Nicola Sturgeon promises to make trade union “voice heard” at Westminster


Sturgeon commits to opposing new Tory anti-trade union laws

FIRST MINISTER Nicola Sturgeon addressed the STUC annual conference on Tuesday, and promised to make the voice of trade unions and their members heard at Westminster if SNP MPs hold the balance of power after the General Election in May.

Over 600,000 trade unionists in Scotland are affiliated to the STUC, and Sturgeon said to delegates at the conference: “My pledge to you and the country is this: if there is a big group SNP MPs we will use that influence to strengthen Scotland’s voice, and an essential part of that is to increase your voice and your members.”

“Your voice is valued, your voice is important, and I want your voice to be heard.”

Sturgeon said she would “vigorously and loudly oppose” any attempt by the Tories to change strike ballot rules so trade unions require 50 per cent of members to vote (as well as over 50 per cent in favour) to take industrial action.

She said she shared similar views to Labour leader Ed Miliband on improving working conditions, ending zero-hour contracts and the minimum wage, but stated that she was “saddened” by the fact that Miliband still plans to “continue with failed cuts agenda”. She received polite applause from the audience when she said the party planned to “make sure the Tories are replaced not by a Tory-lite government, but by a government that is better and more radical.”

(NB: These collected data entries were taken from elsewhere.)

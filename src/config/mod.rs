//! Configuration for worker pools
//!
//! A [`PoolConfig`] describes the bounded worker pool behind a manager
//! service. It can be built in code or loaded from disk:
//!
//! - `*.json` files are parsed as JSON
//! - any other extension is parsed as TOML
//!
//! # Example
//!
//! ```ignore
//! use qpipe::config::PoolConfig;
//!
//! // pool.toml:
//! //   worker_threads = 8
//! //   thread_name_prefix = "fetch"
//! let config = PoolConfig::load("pool.toml")?;
//! let pool = qpipe::WorkerPool::from_config(&config)?;
//! ```

use crate::error::{QpipeError, Result};
use serde::{Deserialize, Serialize};
use std::path::Path;

/// Default thread name prefix for pool workers
pub const DEFAULT_THREAD_NAME_PREFIX: &str = "qpipe-worker";

/// Configuration of a bounded worker pool
#[derive(Debug, Clone, PartialEq, Eq, Serialize, Deserialize)]
pub struct PoolConfig {
    /// Number of worker threads
    #[serde(default = "default_worker_threads")]
    pub worker_threads: usize,

    /// Prefix for worker thread names (`{prefix}-{index}`)
    #[serde(default = "default_thread_name_prefix")]
    pub thread_name_prefix: String,
}

fn default_worker_threads() -> usize {
    std::thread::available_parallelism()
        .map(|n| n.get())
        .unwrap_or(1)
}

fn default_thread_name_prefix() -> String {
    DEFAULT_THREAD_NAME_PREFIX.to_string()
}

impl Default for PoolConfig {
    fn default() -> Self {
        Self {
            worker_threads: default_worker_threads(),
            thread_name_prefix: default_thread_name_prefix(),
        }
    }
}

impl PoolConfig {
    /// Configuration with a fixed number of threads and the default prefix
    pub fn with_threads(worker_threads: usize) -> Self {
        Self {
            worker_threads,
            ..Default::default()
        }
    }

    /// Set the thread name prefix
    pub fn with_thread_name_prefix(mut self, prefix: impl Into<String>) -> Self {
        self.thread_name_prefix = prefix.into();
        self
    }

    /// Check the configuration for values a pool cannot be built from
    pub fn validate(&self) -> Result<()> {
        if self.worker_threads == 0 {
            return Err(QpipeError::Configuration(
                "worker_threads must be at least 1".to_string(),
            ));
        }
        if self.thread_name_prefix.trim().is_empty() {
            return Err(QpipeError::Configuration(
                "thread_name_prefix must not be empty".to_string(),
            ));
        }
        Ok(())
    }

    /// Load and validate a configuration file (JSON or TOML by extension)
    pub fn load(path: impl AsRef<Path>) -> Result<Self> {
        let path = path.as_ref();
        let content = std::fs::read_to_string(path)?;

        let is_json = path
            .extension()
            .and_then(|ext| ext.to_str())
            .is_some_and(|ext| ext.eq_ignore_ascii_case("json"));

        let config: Self = if is_json {
            serde_json::from_str(&content).map_err(|e| {
                QpipeError::Serialization(format!("Failed to parse {:?}: {}", path, e))
            })?
        } else {
            toml::from_str(&content).map_err(|e| {
                QpipeError::Serialization(format!("Failed to parse {:?}: {}", path, e))
            })?
        };

        config.validate()?;
        tracing::debug!(
            "Loaded pool config from {:?}: {} threads",
            path,
            config.worker_threads
        );
        Ok(config)
    }

    /// Save the configuration (JSON or TOML by extension)
    pub fn save(&self, path: impl AsRef<Path>) -> Result<()> {
        let path = path.as_ref();

        if let Some(parent) = path.parent() {
            if !parent.as_os_str().is_empty() {
                std::fs::create_dir_all(parent)?;
            }
        }

        let is_json = path
            .extension()
            .and_then(|ext| ext.to_str())
            .is_some_and(|ext| ext.eq_ignore_ascii_case("json"));

        let content = if is_json {
            serde_json::to_string_pretty(self)
                .map_err(|e| QpipeError::Serialization(format!("Failed to serialize: {}", e)))?
        } else {
            toml::to_string_pretty(self)
                .map_err(|e| QpipeError::Serialization(format!("Failed to serialize: {}", e)))?
        };

        std::fs::write(path, content)?;
        Ok(())
    }
}
//! Bounded worker pool
//!
//! A fixed number of named OS threads pull boxed jobs from an unbounded
//! crossbeam channel. Each job runs to completion on the worker that picked
//! it up. Closing the pool drops the sending side of the channel, so
//! workers finish the jobs already queued and then exit.
//!
//! Jobs are expected to contain their own panics (the manager service does);
//! a job that panics anyway is caught here so the worker keeps serving.

use crate::config::PoolConfig;
use crate::error::{QpipeError, Result};
use crossbeam_channel::{unbounded, Receiver, Sender};
use parking_lot::Mutex;
use std::panic::{catch_unwind, AssertUnwindSafe};
use std::thread::{self, JoinHandle, ThreadId};

/// A unit of work for the pool
pub type Job = Box<dyn FnOnce() + Send + 'static>;

/// Fixed-size pool of worker threads
pub struct WorkerPool {
    name: String,
    size: usize,
    /// `None` once the pool has been closed
    job_tx: Mutex<Option<Sender<Job>>>,
    workers: Mutex<Vec<JoinHandle<()>>>,
    worker_ids: Vec<ThreadId>,
}

impl WorkerPool {
    /// Spawn a pool with `size` workers and the default thread name prefix
    pub fn new(size: usize) -> Result<Self> {
        Self::from_config(&PoolConfig::with_threads(size))
    }

    /// Spawn a pool from a validated configuration
    pub fn from_config(config: &PoolConfig) -> Result<Self> {
        config.validate()?;

        let (job_tx, job_rx) = unbounded::<Job>();
        let mut workers = Vec::with_capacity(config.worker_threads);

        for index in 0..config.worker_threads {
            let rx = job_rx.clone();
            let handle = thread::Builder::new()
                .name(format!("{}-{}", config.thread_name_prefix, index))
                .spawn(move || worker_loop(rx))?;
            workers.push(handle);
        }

        let worker_ids = workers.iter().map(|h| h.thread().id()).collect();

        tracing::debug!(
            "Worker pool '{}' started with {} threads",
            config.thread_name_prefix,
            config.worker_threads
        );

        Ok(Self {
            name: config.thread_name_prefix.clone(),
            size: config.worker_threads,
            job_tx: Mutex::new(Some(job_tx)),
            workers: Mutex::new(workers),
            worker_ids,
        })
    }

    /// Number of worker threads
    pub fn size(&self) -> usize {
        self.size
    }

    /// Whether [`WorkerPool::shutdown`] has been called
    pub fn is_closed(&self) -> bool {
        self.job_tx.lock().is_none()
    }

    /// Whether the calling thread is one of this pool's workers
    pub fn is_worker_thread(&self) -> bool {
        let current = thread::current().id();
        self.worker_ids.contains(&current)
    }

    /// Enqueue a job. Fails with a lifecycle error once the pool is closed.
    pub fn execute(&self, job: Job) -> Result<()> {
        let guard = self.job_tx.lock();
        let tx = guard.as_ref().ok_or_else(|| {
            QpipeError::Lifecycle(format!("worker pool '{}' is shut down", self.name))
        })?;
        tx.send(job).map_err(|_| {
            QpipeError::Lifecycle(format!("worker pool '{}' has no live workers", self.name))
        })
    }

    /// Stop accepting jobs, let queued jobs finish, and join the workers.
    ///
    /// Idempotent. When called from one of the pool's own workers, that
    /// worker is not joined (it exits once its current job returns).
    pub fn shutdown(&self) {
        let tx = self.job_tx.lock().take();
        if tx.is_none() {
            return;
        }
        drop(tx);

        let workers: Vec<JoinHandle<()>> = std::mem::take(&mut *self.workers.lock());
        let current = thread::current().id();
        for handle in workers {
            if handle.thread().id() == current {
                continue;
            }
            if handle.join().is_err() {
                tracing::error!("Worker thread in pool '{}' panicked", self.name);
            }
        }

        tracing::debug!("Worker pool '{}' shut down", self.name);
    }
}

impl Drop for WorkerPool {
    fn drop(&mut self) {
        self.shutdown();
    }
}

impl std::fmt::Debug for WorkerPool {
    fn fmt(&self, f: &mut std::fmt::Formatter<'_>) -> std::fmt::Result {
        f.debug_struct("WorkerPool")
            .field("name", &self.name)
            .field("size", &self.size)
            .field("closed", &self.is_closed())
            .finish()
    }
}

fn worker_loop(job_rx: Receiver<Job>) {
    while let Ok(job) = job_rx.recv() {
        if catch_unwind(AssertUnwindSafe(job)).is_err() {
            tracing::error!(
                "Job panicked on worker {:?}",
                thread::current().name().unwrap_or("<unnamed>")
            );
        }
    }
}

The Scottish Government’s Working Together Review, chaired by former SNP minister Jim Mather and involving the STUC and other trade unions, found that the economy and society is improved by stronger trade unions and more empowered workers.

Sturgeon said that one of the recommendations of the review, to launch a Fair Work Convention with the trade unions to identify specific policies in Scotland to improve workplace relations, was now underway.

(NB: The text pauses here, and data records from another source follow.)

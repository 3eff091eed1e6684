//! Provider expectations verified with mockall

mod common;

use common::builders::text_query;
use common::mock_helpers::{TextProduct, TextQuery};
use mockall::mock;
use mockall::predicate::eq;
use qpipe::{ManagedPipeline, Provider};

mock! {
    pub Backend {}

    impl Provider<TextQuery, TextProduct> for Backend {
        fn fetch(&self, query: &TextQuery) -> anyhow::Result<Option<TextProduct>>;
    }
}

fn product(value: &str, query: &TextQuery) -> TextProduct {
    TextProduct {
        value: value.to_string(),
        query: query.clone(),
    }
}

#[test]
fn test_provider_called_once_per_stage() {
    let mut backend = MockBackend::new();
    backend
        .expect_fetch()
        .with(eq(text_query("ping")))
        .times(1)
        .returning(|q| Ok(Some(product("first", q))));
    backend
        .expect_fetch()
        .with(eq(text_query("first")))
        .times(1)
        .returning(|q| Ok(Some(product("second", q))));

    let result = ManagedPipeline::new(1, backend)
        .unwrap()
        .run(text_query("ping"))
        .run_map(|p: &TextProduct| TextQuery(p.value.clone()))
        .product()
        .unwrap()
        .unwrap();

    assert_eq!(result.value, "second");
    assert_eq!(result.query, text_query("first"));
}

#[test]
fn test_provider_error_yields_no_product() {
    let mut backend = MockBackend::new();
    backend
        .expect_fetch()
        .times(2)
        .returning(|q| {
            if q.0 == "bad" {
                Err(anyhow::anyhow!("backend unavailable"))
            } else {
                Ok(Some(product("good", q)))
            }
        });

    let products = ManagedPipeline::new(2, backend)
        .unwrap()
        .run_all(vec![text_query("bad"), text_query("fine")])
        .products()
        .unwrap();

    assert_eq!(products.len(), 1);
    assert_eq!(products[0].value, "good");
}

#[test]
fn test_empty_product_skips_remap() {
    let mut backend = MockBackend::new();
    backend.expect_fetch().times(1).returning(|_| Ok(None));

    let products = ManagedPipeline::new(1, backend)
        .unwrap()
        .run(text_query("nothing"))
        .run_map(|p: &TextProduct| TextQuery(p.value.clone()))
        .products()
        .unwrap();

    assert!(products.is_empty());
}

“The Fair Work convention will promote better workforce relations, but will also be about achieving higher economic growth and productivity,” Sturgeon said.

The trade unions have traditionally been affiliated with the Labour party, but cracks have started to develop in that relationship.

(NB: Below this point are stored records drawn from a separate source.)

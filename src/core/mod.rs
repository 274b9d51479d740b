//! Core domain types for Nerdle
//!
//! This module contains the fundamental domain types with zero external dependencies.
//! All types here are pure, testable, and have clear mathematical properties.

mod equation;
mod feedback;

pub use equation::{EQUATION_LEN, Equation, EquationError};
pub use feedback::{Feedback, Mark};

Len McCluskey, leader of the UK’s biggest trade union, said prior to Jim Murphy’s election as Scottish Labour leader that it would be “political death” for Labour in Scotland to back the East Renfrewshire MP for the top job north of the border.

Murphy criticised Unite over its role in the Falkirk candidate selection fiasco, which saw Unite activist Stevie Deans suspended from the party. An internal Labour review eventually absolved Unite of any wrongdoing.

The Miliband-led Collins Review disconnected Labour’s organic relationship with the trade unions, so that trade union members now have to opt in to the political fund that provides the majority of Labour party funding (previously they were opted-in by virtue of trade union membership).

Despite the changes, the biggest donor to Labour’s General Election campaign has still been Unite the union.